----- Raw data
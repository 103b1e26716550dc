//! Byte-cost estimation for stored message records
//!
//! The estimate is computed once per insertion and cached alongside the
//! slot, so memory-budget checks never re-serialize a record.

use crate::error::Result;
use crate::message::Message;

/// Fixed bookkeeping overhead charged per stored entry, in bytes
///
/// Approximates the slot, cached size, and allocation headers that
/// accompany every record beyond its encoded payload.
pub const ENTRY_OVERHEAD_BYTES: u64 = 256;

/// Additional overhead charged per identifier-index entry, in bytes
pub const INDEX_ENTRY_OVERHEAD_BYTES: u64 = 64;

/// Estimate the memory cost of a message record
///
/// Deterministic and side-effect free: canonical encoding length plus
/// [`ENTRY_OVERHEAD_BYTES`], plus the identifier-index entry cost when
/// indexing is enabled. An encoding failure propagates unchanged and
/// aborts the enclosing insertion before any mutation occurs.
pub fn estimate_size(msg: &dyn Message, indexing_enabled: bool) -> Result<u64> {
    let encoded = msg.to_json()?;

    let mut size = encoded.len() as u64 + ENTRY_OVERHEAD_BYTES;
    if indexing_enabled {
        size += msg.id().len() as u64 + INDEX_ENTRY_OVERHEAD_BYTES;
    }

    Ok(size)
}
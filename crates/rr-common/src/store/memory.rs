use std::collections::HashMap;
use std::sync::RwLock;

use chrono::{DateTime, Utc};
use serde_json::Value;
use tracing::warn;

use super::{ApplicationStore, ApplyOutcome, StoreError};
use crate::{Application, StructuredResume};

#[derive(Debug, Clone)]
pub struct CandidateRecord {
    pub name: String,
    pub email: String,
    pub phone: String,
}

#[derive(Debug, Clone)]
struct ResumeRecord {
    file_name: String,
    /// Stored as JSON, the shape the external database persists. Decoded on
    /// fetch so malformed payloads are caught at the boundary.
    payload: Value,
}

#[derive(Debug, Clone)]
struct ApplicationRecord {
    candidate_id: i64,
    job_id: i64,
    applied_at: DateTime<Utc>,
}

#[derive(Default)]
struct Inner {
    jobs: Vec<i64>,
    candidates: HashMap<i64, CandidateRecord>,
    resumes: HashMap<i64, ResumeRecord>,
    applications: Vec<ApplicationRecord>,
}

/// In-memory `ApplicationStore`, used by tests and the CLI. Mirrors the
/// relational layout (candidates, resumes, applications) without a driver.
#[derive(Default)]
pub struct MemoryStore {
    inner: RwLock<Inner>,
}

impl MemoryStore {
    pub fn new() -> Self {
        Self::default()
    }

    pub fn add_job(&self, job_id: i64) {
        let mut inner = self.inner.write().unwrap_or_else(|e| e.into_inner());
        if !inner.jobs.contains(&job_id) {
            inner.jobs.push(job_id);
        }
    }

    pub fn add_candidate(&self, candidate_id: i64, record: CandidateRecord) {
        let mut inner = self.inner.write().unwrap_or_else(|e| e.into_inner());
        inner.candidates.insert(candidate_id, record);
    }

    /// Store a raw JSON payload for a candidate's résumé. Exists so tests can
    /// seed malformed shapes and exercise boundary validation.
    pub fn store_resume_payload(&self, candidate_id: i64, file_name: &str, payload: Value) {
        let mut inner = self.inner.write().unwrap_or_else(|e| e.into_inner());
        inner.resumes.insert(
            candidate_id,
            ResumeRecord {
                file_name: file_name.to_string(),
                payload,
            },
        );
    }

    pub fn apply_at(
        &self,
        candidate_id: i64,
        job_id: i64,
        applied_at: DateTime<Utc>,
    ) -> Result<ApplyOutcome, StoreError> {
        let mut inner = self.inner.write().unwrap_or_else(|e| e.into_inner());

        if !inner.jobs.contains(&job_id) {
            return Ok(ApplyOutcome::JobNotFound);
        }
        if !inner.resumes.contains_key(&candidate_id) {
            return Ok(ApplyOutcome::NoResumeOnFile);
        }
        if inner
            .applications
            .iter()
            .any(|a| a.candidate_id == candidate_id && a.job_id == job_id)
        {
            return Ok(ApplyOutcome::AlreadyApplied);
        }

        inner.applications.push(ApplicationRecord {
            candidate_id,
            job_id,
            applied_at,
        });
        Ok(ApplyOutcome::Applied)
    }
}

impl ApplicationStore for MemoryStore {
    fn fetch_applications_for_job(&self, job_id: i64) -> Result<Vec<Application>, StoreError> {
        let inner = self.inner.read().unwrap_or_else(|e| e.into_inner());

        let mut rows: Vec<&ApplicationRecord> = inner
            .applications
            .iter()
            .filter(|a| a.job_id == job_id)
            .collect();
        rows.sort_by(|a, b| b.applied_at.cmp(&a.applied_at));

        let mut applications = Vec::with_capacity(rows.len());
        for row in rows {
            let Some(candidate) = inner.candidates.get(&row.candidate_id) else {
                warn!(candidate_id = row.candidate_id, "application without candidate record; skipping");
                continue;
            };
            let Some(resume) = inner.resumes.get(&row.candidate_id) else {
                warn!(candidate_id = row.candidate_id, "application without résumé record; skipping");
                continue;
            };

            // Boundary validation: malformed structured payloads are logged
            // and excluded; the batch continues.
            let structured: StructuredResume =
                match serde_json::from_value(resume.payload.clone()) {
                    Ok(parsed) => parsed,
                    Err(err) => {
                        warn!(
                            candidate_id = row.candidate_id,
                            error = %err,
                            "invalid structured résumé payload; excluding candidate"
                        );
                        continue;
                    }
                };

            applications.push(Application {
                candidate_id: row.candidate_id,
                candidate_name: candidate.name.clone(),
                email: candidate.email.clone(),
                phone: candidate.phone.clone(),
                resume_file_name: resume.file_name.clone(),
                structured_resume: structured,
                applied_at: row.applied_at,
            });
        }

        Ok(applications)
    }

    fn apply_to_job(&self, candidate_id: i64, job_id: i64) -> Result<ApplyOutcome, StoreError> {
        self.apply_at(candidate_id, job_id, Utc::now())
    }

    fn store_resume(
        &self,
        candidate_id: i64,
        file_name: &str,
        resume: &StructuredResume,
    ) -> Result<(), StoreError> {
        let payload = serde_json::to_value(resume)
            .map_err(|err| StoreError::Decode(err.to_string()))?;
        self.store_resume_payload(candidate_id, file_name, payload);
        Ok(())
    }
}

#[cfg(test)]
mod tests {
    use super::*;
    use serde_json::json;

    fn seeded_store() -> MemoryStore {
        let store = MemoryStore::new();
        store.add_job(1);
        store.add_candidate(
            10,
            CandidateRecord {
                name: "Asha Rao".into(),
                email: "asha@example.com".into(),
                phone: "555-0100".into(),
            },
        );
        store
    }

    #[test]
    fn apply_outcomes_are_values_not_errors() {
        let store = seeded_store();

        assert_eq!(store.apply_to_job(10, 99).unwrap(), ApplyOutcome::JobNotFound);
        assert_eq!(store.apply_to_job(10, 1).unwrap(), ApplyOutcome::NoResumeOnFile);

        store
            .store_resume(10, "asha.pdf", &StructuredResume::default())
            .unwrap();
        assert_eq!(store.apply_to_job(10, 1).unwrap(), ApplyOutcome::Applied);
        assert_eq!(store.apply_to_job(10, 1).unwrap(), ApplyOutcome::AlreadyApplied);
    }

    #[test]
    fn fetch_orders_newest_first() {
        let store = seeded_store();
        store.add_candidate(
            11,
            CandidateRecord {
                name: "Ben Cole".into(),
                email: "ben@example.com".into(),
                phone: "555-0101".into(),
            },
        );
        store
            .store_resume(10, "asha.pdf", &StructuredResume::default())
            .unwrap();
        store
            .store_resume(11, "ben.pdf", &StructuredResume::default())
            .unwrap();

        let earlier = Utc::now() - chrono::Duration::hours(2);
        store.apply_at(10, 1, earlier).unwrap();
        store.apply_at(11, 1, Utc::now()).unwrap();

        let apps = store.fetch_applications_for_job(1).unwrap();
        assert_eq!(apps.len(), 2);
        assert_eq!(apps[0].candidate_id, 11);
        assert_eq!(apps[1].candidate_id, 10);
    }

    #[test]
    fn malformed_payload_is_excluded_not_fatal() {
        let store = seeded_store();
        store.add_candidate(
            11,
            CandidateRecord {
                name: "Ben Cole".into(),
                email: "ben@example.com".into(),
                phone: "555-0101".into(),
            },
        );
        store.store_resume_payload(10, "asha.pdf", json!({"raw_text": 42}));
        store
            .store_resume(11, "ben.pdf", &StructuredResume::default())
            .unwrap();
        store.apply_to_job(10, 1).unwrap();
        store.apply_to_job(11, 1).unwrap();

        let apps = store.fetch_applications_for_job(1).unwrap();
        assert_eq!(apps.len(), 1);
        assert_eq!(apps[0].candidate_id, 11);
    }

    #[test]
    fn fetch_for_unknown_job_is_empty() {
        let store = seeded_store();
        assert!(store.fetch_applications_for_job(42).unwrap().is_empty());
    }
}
----------
### Exercise
Scan the entries above for the word "candidates". Report the lines that hold it.

### Result
    candidates: HashMap<i64, CandidateRecord>,
/// relational layout (candidates, resumes, applications) without a driver.
        inner.candidates.insert(candidate_id, record);
            let Some(candidate) = inner.candidates.get(&row.candidate_id) else {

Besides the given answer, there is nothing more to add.